■ TASK ITEM: Look over the entries and say how many lines include the word "format". Only the number, please.

##### SUPPLIED RECORDS

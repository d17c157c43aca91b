// src/corpus.rs

use crate::table::{self, StatRecord};
use anyhow::{Context, Result};
use glob::glob;
use serde::Serialize;
use std::path::{Path, PathBuf};
use tracing::{debug, warn};

/// Recursively parse every `*.csv` under `root`, tagging each record with the
/// name of the file it came from. One unreadable file must not abort the scan:
/// per-file failures are logged and excluded. A missing root yields an empty
/// corpus.
pub fn read_dir_tree(root: impl AsRef<Path>, province_wide: &str) -> Result<Vec<StatRecord>> {
    let root = root.as_ref();
    if !root.is_dir() {
        debug!(root = %root.display(), "corpus root missing, returning empty corpus");
        return Ok(Vec::new());
    }

    let pattern = format!("{}/**/*.csv", root.display());
    let mut corpus = Vec::new();

    for entry in glob(&pattern).context("invalid glob pattern for corpus scan")? {
        let path = match entry {
            Ok(p) => p,
            Err(e) => {
                warn!(error = %e, "cannot read glob entry, skipping");
                continue;
            }
        };
        if !path.is_file() {
            continue;
        }

        let file_name = path
            .file_name()
            .map(|f| f.to_string_lossy().to_string())
            .unwrap_or_default();

        match table::read_table(&path, province_wide) {
            Ok(records) => {
                corpus.extend(records.into_iter().map(|mut r| {
                    r.source_file = Some(file_name.clone());
                    r
                }));
            }
            Err(e) => {
                warn!(file = %path.display(), error = %e, "table unreadable, excluded from corpus");
            }
        }
    }

    debug!(root = %root.display(), records = corpus.len(), "scanned corpus");
    Ok(corpus)
}

/// Diagnostic entry for the `files` listing endpoints.
#[derive(Debug, Clone, Serialize)]
#[serde(rename_all = "camelCase")]
pub struct CsvFile {
    pub name: String,
    pub path: PathBuf,
    pub size: u64,
}

/// Non-recursive listing of the CSV files directly under `dir`. Missing
/// directory yields an empty list.
pub fn list_csv_files(dir: impl AsRef<Path>) -> Result<Vec<CsvFile>> {
    let dir = dir.as_ref();
    if !dir.is_dir() {
        return Ok(Vec::new());
    }

    let pattern = format!("{}/*.csv", dir.display());
    let mut files = Vec::new();

    for entry in glob(&pattern).context("invalid glob pattern for file listing")? {
        let path = match entry {
            Ok(p) => p,
            Err(e) => {
                warn!(error = %e, "cannot read glob entry, skipping");
                continue;
            }
        };
        let Ok(meta) = path.metadata() else {
            continue;
        };
        if !meta.is_file() {
            continue;
        }
        files.push(CsvFile {
            name: path
                .file_name()
                .map(|f| f.to_string_lossy().to_string())
                .unwrap_or_default(),
            size: meta.len(),
            path,
        });
    }

    Ok(files)
}
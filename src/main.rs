use anyhow::Result;
use provstat::{config::AppConfig, serve};
use tracing::{info, warn};
use tracing_subscriber::{fmt, EnvFilter};

#[tokio::main]
async fn main() -> Result<()> {
    // ─── 1) init logging ─────────────────────────────────────────────
    let env = EnvFilter::try_from_default_env().unwrap_or_else(|_| EnvFilter::new("info"));
    fmt::Subscriber::builder().with_env_filter(env).init();
    info!("startup");

    // ─── 2) resolve configuration ────────────────────────────────────
    let cfg = AppConfig::load()?;
    info!(
        data_dir = %cfg.data_dir.display(),
        bind = %cfg.bind,
        province = %cfg.province,
        "configuration resolved"
    );
    if !cfg.data_dir.is_dir() {
        warn!(data_dir = %cfg.data_dir.display(), "data directory missing; endpoints will serve empty sets");
    }
    if cfg.advisor.api_key.as_deref().unwrap_or("").is_empty() {
        warn!("OPENAI_API_KEY not set; /api/ask will refuse requests");
    }

    // ─── 3) serve ────────────────────────────────────────────────────
    serve::run(cfg).await
}
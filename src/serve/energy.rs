// src/serve/energy.rs

use super::tables::table_route;
use super::AppState;
use axum::Router;

const FOLDER: &str = "ENERJİ VE ÇEVRE/İL BAZINDA";

pub fn routes() -> Router<AppState> {
    let file = |name: &str| format!("{FOLDER}/{name}");
    Router::new()
        .route(
            "/wastewater-treatment-capacity",
            table_route(file("atik_su_aritma_tesisi_kapasitesi.csv")),
        )
        .route(
            "/wastewater-treatment-count",
            table_route(file("atik_su_aritma_tesisi_sayisi.csv")),
        )
        .route("/electricity-consumption", table_route(file("elektrik_tuketimi.csv")))
        .route(
            "/drinking-water-treatment-count",
            table_route(file("icme_ve_kullanma_suyu_aritma_tesisi_sayisi.csv")),
        )
        .route(
            "/drinking-water-treated-volume",
            table_route(file(
                "icme_ve_kullanma_suyu_aritma_tesislerinde_aritilan_su_miktari.csv",
            )),
        )
        .route(
            "/per-capita-waste",
            table_route(file("kisi_basina_ortalama_belediye_atik_miktari.csv")),
        )
        .route(
            "/per-capita-electricity",
            table_route(file("kisi_basina_toplam_elektrik_tuketimi.csv")),
        )
}
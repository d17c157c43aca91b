// src/serve/education.rs

use super::tables::{table_route, table_route_with_category};
use super::AppState;
use axum::Router;

const FOLDER: &str = "Eğitim ve Kültür/İL BAZINDA";

pub fn routes() -> Router<AppState> {
    let file = |name: &str| format!("{FOLDER}/{name}");
    Router::new()
        .route("/students-per-school", table_route(file("okul_basina_ogrenci.csv")))
        .route("/students-per-teacher", table_route(file("ogretmen_basina_ogrenci.csv")))
        .route("/schooling-rate", table_route(file("net_okullasma.csv")))
        .route("/theatre-performance", table_route(file("tiyatro_gosteri.csv")))
        .route("/libraries", table_route(file("halk_kutuphane.csv")))
        .route(
            "/literacy-rate",
            table_route_with_category(file("okuma_yazma.csv"), "Okuma Yazma"),
        )
}
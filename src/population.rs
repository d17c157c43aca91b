// src/population.rs
//
// The population exports use a different layout from the category tables: a
// year appears once in column 0 and applies to every following row until the
// next year, and district names arrive wrapped in provincial noise
// ("Ankara(Akyurt)"). Two close variants exist, one per file.

use crate::table::{district_eq, normalize_district};
use anyhow::{Context, Result};
use serde::{Deserialize, Serialize};
use std::{fs, io::ErrorKind, path::Path};
use tracing::debug;

#[derive(Debug, Clone, PartialEq, Serialize, Deserialize)]
#[serde(rename_all = "camelCase")]
pub struct PopulationRecord {
    pub year: String,
    pub district: String,
    pub population: i64,
}

#[derive(Debug, Clone, PartialEq, Serialize, Deserialize)]
#[serde(rename_all = "camelCase")]
pub struct GrowthRecord {
    pub year: String,
    pub district: String,
    pub growth_rate: f64,
}

fn read_lines(path: &Path) -> Result<Option<String>> {
    match fs::read_to_string(path) {
        Ok(c) => Ok(Some(c)),
        Err(e) if e.kind() == ErrorKind::NotFound => {
            debug!(path = %path.display(), "file missing, returning empty set");
            Ok(None)
        }
        Err(e) => Err(e).with_context(|| format!("reading `{}`", path.display())),
    }
}

/// Population file: rows are either `year|district-part|value|...` (year rows
/// also carry data) or `|district-part|value|...` continuation rows under the
/// last seen year. Values are rounded to whole persons.
pub fn read_population(path: impl AsRef<Path>) -> Result<Vec<PopulationRecord>> {
    let Some(content) = read_lines(path.as_ref())? else {
        return Ok(Vec::new());
    };

    let mut result = Vec::new();
    let mut current_year = String::new();

    for line in content.lines() {
        if line.trim().is_empty() {
            continue;
        }
        let parts: Vec<&str> = line.split('|').map(str::trim).collect();

        if !parts[0].is_empty() && parts[0].parse::<i32>().is_ok() {
            current_year = parts[0].to_string();
        } else if !parts[0].is_empty() {
            // Header or annotation row.
            continue;
        }
        if parts.len() < 3 || current_year.is_empty() {
            continue;
        }

        push_population(parts[1], parts[2], &current_year, &mut result);
    }

    Ok(result)
}

fn push_population(district_part: &str, value: &str, year: &str, out: &mut Vec<PopulationRecord>) {
    if district_part.is_empty() || value.is_empty() {
        return;
    }
    let Ok(population) = value.parse::<f64>() else {
        return;
    };
    if !population.is_finite() {
        return;
    }
    out.push(PopulationRecord {
        year: year.to_string(),
        district: normalize_district(district_part),
        population: population.round() as i64,
    });
}

/// Growth-rate file: a bare year on its own row opens a block; the rows that
/// follow are `district-part|rate` pairs. Year rows carry no data themselves.
pub fn read_growth(path: impl AsRef<Path>) -> Result<Vec<GrowthRecord>> {
    let Some(content) = read_lines(path.as_ref())? else {
        return Ok(Vec::new());
    };

    let mut result = Vec::new();
    let mut current_year = String::new();

    for line in content.lines() {
        let parts: Vec<&str> = line.split('|').filter(|p| !p.trim().is_empty()).collect();
        if parts.is_empty() {
            continue;
        }

        if parts[0].trim().parse::<i32>().is_ok() {
            current_year = parts[0].trim().to_string();
            continue;
        }

        if parts.len() >= 2 && !current_year.is_empty() {
            let district_part = parts[0].trim();
            let Ok(rate) = parts[1].trim().parse::<f64>() else {
                continue;
            };
            if !rate.is_finite() {
                continue;
            }
            result.push(GrowthRecord {
                year: current_year.clone(),
                district: normalize_district(district_part),
                growth_rate: rate,
            });
        }
    }

    Ok(result)
}

/// Case-insensitive exact district filter shared by both endpoint families.
pub fn filter_by_district<T, F>(records: Vec<T>, district: &str, name: F) -> Vec<T>
where
    F: Fn(&T) -> &str,
{
    records
        .into_iter()
        .filter(|r| district_eq(name(r), district))
        .collect()
}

##########

■ ANSWER BOX: 5